Lyophilization scale-up to industrial manufacturing: A modeling framework including probabilistic success prediction

Scaling-up a lyophilization cycle to the manufacturing scale successfully at the first pass is of crucial importance to the bio-pharmaceutical community in order to save expensive and sparsely available drug products for clinical and industrial manufacturing. The constraints on time, cost and energy consumption during process development are prohibitive to performing multiple experimental studies at the manufacturing scale. Most process analytical techniques to obtain cycle data are often not available at the manufacturing scale due to sterility concerns with intrusive tools and experimental uncertainties at industrial manufacturing scales. Modeling techniques offer an attractive alternative solution under these circumstances to gain knowledge about the manufacturing scale equipment limitations and predict the probability of success prior to performing experimental trials in order to minimize the risk associated with scale-up. In this paper, we present a detailed characterization of equipment capability curves for lyophilizers across laboratory, pilot and manufacturing scales using Computational Fluid Dynamics (CFD) modeling and highlight the flow features in manufacturing-scale equipment with different geometric attributes. We present the equipment, process and product parameters which determine the outcome of the cycle and develop guidelines for robust scale-up practices from the laboratory and pilot scales to the manufacturing scale using vial heat and mass transfer modeling. We present examples of cycles which would seem to scale-up to the manufacturing-scale successfully using a deterministic model but would have a high probability of failure when process excursions, deviations, and input uncertainties are accounted for by applying a Monte-Carlo based probabilistic model. We demonstrate the method to reduce the failure probability and de-risk the scale-up of such processes.
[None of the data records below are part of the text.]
// Cross-exchange arbitrage session engine
//
// One session is a strictly sequential tick loop: fetch exchange1 then
// exchange2, evaluate the spread, simulate the trade, persist, wait.

use chrono::Local;
use tokio::time::{sleep, Duration, Instant};
use tracing::{debug, info, warn};
use uuid::Uuid;

use crate::clients::{build_price_source, PriceError, PriceSource};
use crate::config::Config;
use crate::core::session_state::SessionState;
use crate::core::shutdown::ShutdownHandle;
use crate::core::spread::{evaluate_spread, SpreadAnalysis, Venue};
use crate::core::summary::SessionSummary;
use crate::error::{TradingError, TradingResult};
use crate::progress::SessionProgress;
use crate::recorder::{FileRecorder, Recorder};
use crate::types::{TradeSide, TradingPair};

pub struct ArbitrageEngine {
    config: Config,
    pair: TradingPair,
    source: Box<dyn PriceSource>,
    recorder: Box<dyn Recorder>,
    state: SessionState,
    shutdown: ShutdownHandle,
    progress: Option<SessionProgress>,
    session_id: Uuid,
}

impl ArbitrageEngine {
    /// Validates the configuration; nothing runs if it is rejected
    pub fn new(config: Config, source: Box<dyn PriceSource>, recorder: Box<dyn Recorder>) -> TradingResult<Self> {
        config.validate()?;
        let pair = config.session.pair()?;
        let state = SessionState::new(config.session.initial_capital);

        Ok(Self {
            config,
            pair,
            source,
            recorder,
            state,
            shutdown: ShutdownHandle::new(),
            progress: None,
            session_id: Uuid::new_v4(),
        })
    }

    pub fn with_shutdown(mut self, shutdown: ShutdownHandle) -> Self {
        self.shutdown = shutdown;
        self
    }

    pub fn with_progress(mut self, progress: SessionProgress) -> Self {
        self.progress = Some(progress);
        self
    }

    pub fn shutdown_handle(&self) -> ShutdownHandle {
        self.shutdown.clone()
    }

    pub fn state(&self) -> &SessionState {
        &self.state
    }

    pub fn session_id(&self) -> Uuid {
        self.session_id
    }

    pub fn config(&self) -> &Config {
        &self.config
    }

    fn exchange_name(&self, venue: Venue) -> &str {
        match venue {
            Venue::First => &self.config.session.exchange1,
            Venue::Second => &self.config.session.exchange2,
        }
    }

    fn record(&mut self, message: &str) {
        if let Err(e) = self.recorder.log(message) {
            warn!("⚠️  Failed to write session log: {}", e);
        }
    }

    fn persist(&mut self) {
        if let Err(e) = self.recorder.persist_ticks(&self.state.ticks) {
            warn!("⚠️  Failed to persist tick data: {}", e);
        }
    }

    fn begin(&mut self) {
        if let Err(e) = self.recorder.begin_session() {
            warn!("⚠️  Failed to reset session log: {}", e);
        }

        let session = &self.config.session;
        let header = [
            format!("Starting new trading session with {} USD", session.initial_capital),
            format!(
                "Starting trading bot: {} vs {} for {}",
                session.exchange1, session.exchange2, session.trading_pair
            ),
            format!(
                "Initial capital: ${}, Threshold: {}%",
                session.initial_capital, session.arbitrage_threshold_percent
            ),
            format!(
                "Trading duration: {} {} ({} seconds)",
                session.session_duration,
                session.duration_unit,
                session.session_seconds()
            ),
        ];

        info!(
            "🚀 Starting arbitrage session {} ({} source): {} vs {} for {}",
            self.session_id,
            self.source.name(),
            session.exchange1,
            session.exchange2,
            session.trading_pair
        );

        for line in header {
            self.record(&line);
        }
    }

    /// Fetch both quotes in order. `None` means the tick is skipped.
    async fn fetch_prices(&mut self) -> Option<(f64, f64)> {
        let session = &self.config.session;
        let price1 = self.source.fetch(&session.exchange1, &self.pair).await;
        let price2 = self.source.fetch(&session.exchange2, &self.pair).await;

        match (price1, price2) {
            (Ok(p1), Ok(p2)) => Some((p1, p2)),
            (price1, price2) => {
                let message = format!(
                    "Could not fetch price from one or both exchanges. {}: {}, {}: {}",
                    self.config.session.exchange1,
                    quote_label(&price1),
                    self.config.session.exchange2,
                    quote_label(&price2)
                );

                for error in [price1.err(), price2.err()].into_iter().flatten() {
                    self.record(&error.to_string());
                    let error = TradingError::from(error);
                    warn!("⚠️  [{}] {}", error.category(), error);
                }

                warn!("⚠️  {}", message);
                self.record(&message);
                None
            }
        }
    }

    /// Evaluate one pair of quotes and simulate the trade if the spread clears
    /// the threshold. Appends exactly one tick record.
    pub fn process_prices(&mut self, elapsed_seconds: f64, price1: f64, price2: f64) -> SpreadAnalysis {
        let analysis = evaluate_spread(price1, price2, self.config.session.arbitrage_threshold_percent);

        let tick_line = format!(
            "Time: {:.1}s - {}: ${:.4}, {}: ${:.4}, Diff: ${:.4} ({:.2}%)",
            elapsed_seconds,
            self.config.session.exchange1,
            price1,
            self.config.session.exchange2,
            price2,
            analysis.price_diff,
            analysis.percent_diff
        );
        debug!("📊 {}", tick_line);
        self.record(&tick_line);

        self.state.record_tick(elapsed_seconds, price1, price2);

        if let Some(leg) = analysis.opportunity {
            let buy_exchange = self.exchange_name(leg.buy).to_string();
            let sell_exchange = self.exchange_name(leg.sell()).to_string();

            let trade = self
                .state
                .apply_trade(elapsed_seconds, &analysis, &leg, &buy_exchange, &sell_exchange)
                .clone();

            for (side, exchange, price) in [
                (TradeSide::Buy, &buy_exchange, leg.buy_price),
                (TradeSide::Sell, &sell_exchange, leg.sell_price),
            ] {
                let message = format!(
                    "{} {:.4} of {} at {} for ${:.4}",
                    side, trade.units, self.config.session.trading_pair, exchange, price
                );
                self.record(&message);
            }

            info!(
                "✅ ARBITRAGE: buy {} @ ${:.4}, sell {} @ ${:.4} | Profit: ${:.2} | Capital: ${:.2}",
                buy_exchange, leg.buy_price, sell_exchange, leg.sell_price, trade.profit, trade.capital_after
            );
            self.record(&trade.describe());
        }

        analysis
    }

    /// Run the session until its duration elapses or shutdown is triggered.
    /// A summary is produced either way.
    pub async fn run_session(&mut self) -> TradingResult<SessionSummary> {
        let started_at = Local::now();
        let session_seconds = self.config.session.session_seconds();
        let tick_interval = Duration::from_millis(self.config.session.tick_interval_ms);
        let mut shutdown_rx = self.shutdown.subscribe();

        self.begin();

        let session_start = Instant::now();
        let mut cancelled = false;

        loop {
            if self.shutdown.is_triggered() {
                cancelled = true;
                break;
            }

            let elapsed = session_start.elapsed().as_secs_f64();
            if elapsed >= session_seconds {
                info!("⏰ Trading session completed after {:.1} seconds", elapsed);
                break;
            }

            if let Some((price1, price2)) = self.fetch_prices().await {
                self.process_prices(elapsed, price1, price2);
                self.persist();
            }

            if let Some(progress) = &self.progress {
                progress.update(elapsed, self.state.capital, self.state.trade_count);
            }

            tokio::select! {
                _ = sleep(tick_interval) => {}
                _ = shutdown_rx.changed() => {
                    cancelled = true;
                    break;
                }
            }
        }

        if cancelled {
            info!("🛑 Shutdown requested, ending session early");
        }

        let elapsed_seconds = session_start.elapsed().as_secs_f64();
        let summary = self.summarize(started_at, elapsed_seconds, cancelled);

        self.record("Trading session ended.");
        let report = summary.render();
        self.record(&report);

        if let Err(e) = self.recorder.finish(&self.state.ticks) {
            warn!("⚠️  Failed to flush session data: {}", e);
        }

        if let Some(progress) = &self.progress {
            progress.finish(summary.final_capital, summary.profit_percent);
        }

        info!(
            "💰 Final capital: ${:.2} ({:+.2}%) after {} trades",
            summary.final_capital, summary.profit_percent, summary.trade_count
        );

        Ok(summary)
    }

    fn summarize(&self, started_at: chrono::DateTime<Local>, elapsed_seconds: f64, cancelled: bool) -> SessionSummary {
        let session = &self.config.session;

        SessionSummary {
            session_id: self.session_id,
            started_at,
            exchange1: session.exchange1.clone(),
            exchange2: session.exchange2.clone(),
            pair: session.trading_pair.clone(),
            initial_capital: self.state.start_capital,
            final_capital: self.state.capital,
            total_profit: self.state.total_profit(),
            profit_percent: self.state.profit_percent(),
            trade_count: self.state.trade_count,
            session_duration: session.session_duration,
            duration_unit: session.duration_unit,
            session_seconds: session.session_seconds(),
            elapsed_seconds,
            ticks_recorded: self.state.ticks.len(),
            cancelled,
            trades: self.state.trades.clone(),
        }
    }
}

fn quote_label(quote: &Result<f64, PriceError>) -> String {
    match quote {
        Ok(price) => price.to_string(),
        Err(_) => "unavailable".to_string(),
    }
}

/// Build the configured price source and file recorder, then run one session
pub async fn run_session(config: &Config, shutdown: Option<ShutdownHandle>) -> TradingResult<SessionSummary> {
    config.validate()?;

    let now = Local::now();
    let recorder = FileRecorder::new(
        config.session.resolve_data_file(now),
        config.session.resolve_log_file(now),
    );
    info!(
        "📁 Writing tick data to {} and session log to {}",
        recorder.data_file().display(),
        recorder.log_file().display()
    );

    let source = build_price_source(config)?;
    let mut engine = ArbitrageEngine::new(config.clone(), source, Box::new(recorder))?;
    if let Some(shutdown) = shutdown {
        engine = engine.with_shutdown(shutdown);
    }

    engine.run_session().await
}

#[cfg(test)]
mod tests {
    use super::*;
    use crate::clients::SimulatedPriceSource;
    use crate::recorder::MemoryRecorder;

    fn engine_with(threshold: f64, recorder: MemoryRecorder) -> ArbitrageEngine {
        let mut config = Config::default();
        config.session.arbitrage_threshold_percent = threshold;
        config.session.seed = Some(1);
        let source = SimulatedPriceSource::from_config(&config);
        ArbitrageEngine::new(config, Box::new(source), Box::new(recorder)).unwrap()
    }

    #[test]
    fn test_process_prices_trade_logs_in_order() {
        let recorder = MemoryRecorder::new();
        let mut engine = engine_with(0.5, recorder.clone());

        let analysis = engine.process_prices(1.0, 100.0, 100.60);
        assert!(analysis.opportunity.is_some());

        let lines = recorder.lines();
        assert_eq!(lines.len(), 4);
        assert!(lines[0].starts_with("Time: 1.0s - Binance: $100.0000, Kraken: $100.6000"));
        assert_eq!(lines[1], "BUY 10.0000 of XRP/USD at Binance for $100.0000");
        assert_eq!(lines[2], "SELL 10.0000 of XRP/USD at Kraken for $100.6000");
        assert!(lines[3].contains("ARBITRAGE OPPORTUNITY: Binance($100.0000) -> Kraken($100.6000)"));

        assert!((engine.state().capital - 1006.0).abs() < 1e-9);
    }

    #[test]
    fn test_process_prices_without_trade() {
        let recorder = MemoryRecorder::new();
        let mut engine = engine_with(1.0, recorder.clone());

        engine.process_prices(0.0, 100.0, 100.30);

        assert_eq!(recorder.lines().len(), 1);
        assert_eq!(engine.state().capital, 1000.0);
        assert!(!engine.state().ticks[0].trade_executed);
    }

    #[tokio::test(start_paused = true)]
    async fn test_summary_carries_engine_identity() {
        let recorder = MemoryRecorder::new();
        let mut engine = engine_with(0.5, recorder.clone());
        engine.shutdown_handle().trigger();

        let summary = engine.run_session().await.unwrap();

        assert_eq!(summary.session_id, engine.session_id());
        assert_eq!(summary.pair, engine.config().session.trading_pair);
        assert_eq!(recorder.lines()[0], "Starting new trading session with 1000 USD");
    }

    #[test]
    fn test_invalid_config_is_rejected() {
        let mut config = Config::default();
        config.session.initial_capital = 0.0;
        let source = SimulatedPriceSource::from_config(&config);
        let result = ArbitrageEngine::new(config, Box::new(source), Box::new(MemoryRecorder::new()));
        assert!(matches!(result, Err(e) if e.is_fatal()));
    }
}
We also present the significant reduction in primary drying time that can be achieved by implementing a lyophilization recipe with varying setpoints of chamber pressure and shelf temperature for the primary drying stage in a manufacturing-scale lyophilizer. All the observations from our modeling analyses and example studies indicate that CFD simulations in combination with deterministic and Monte-Carlo based probabilistic vial heat and mass transfer modeling would significantly improve the success of scale-up to industrial lyophilized drug manufacturing.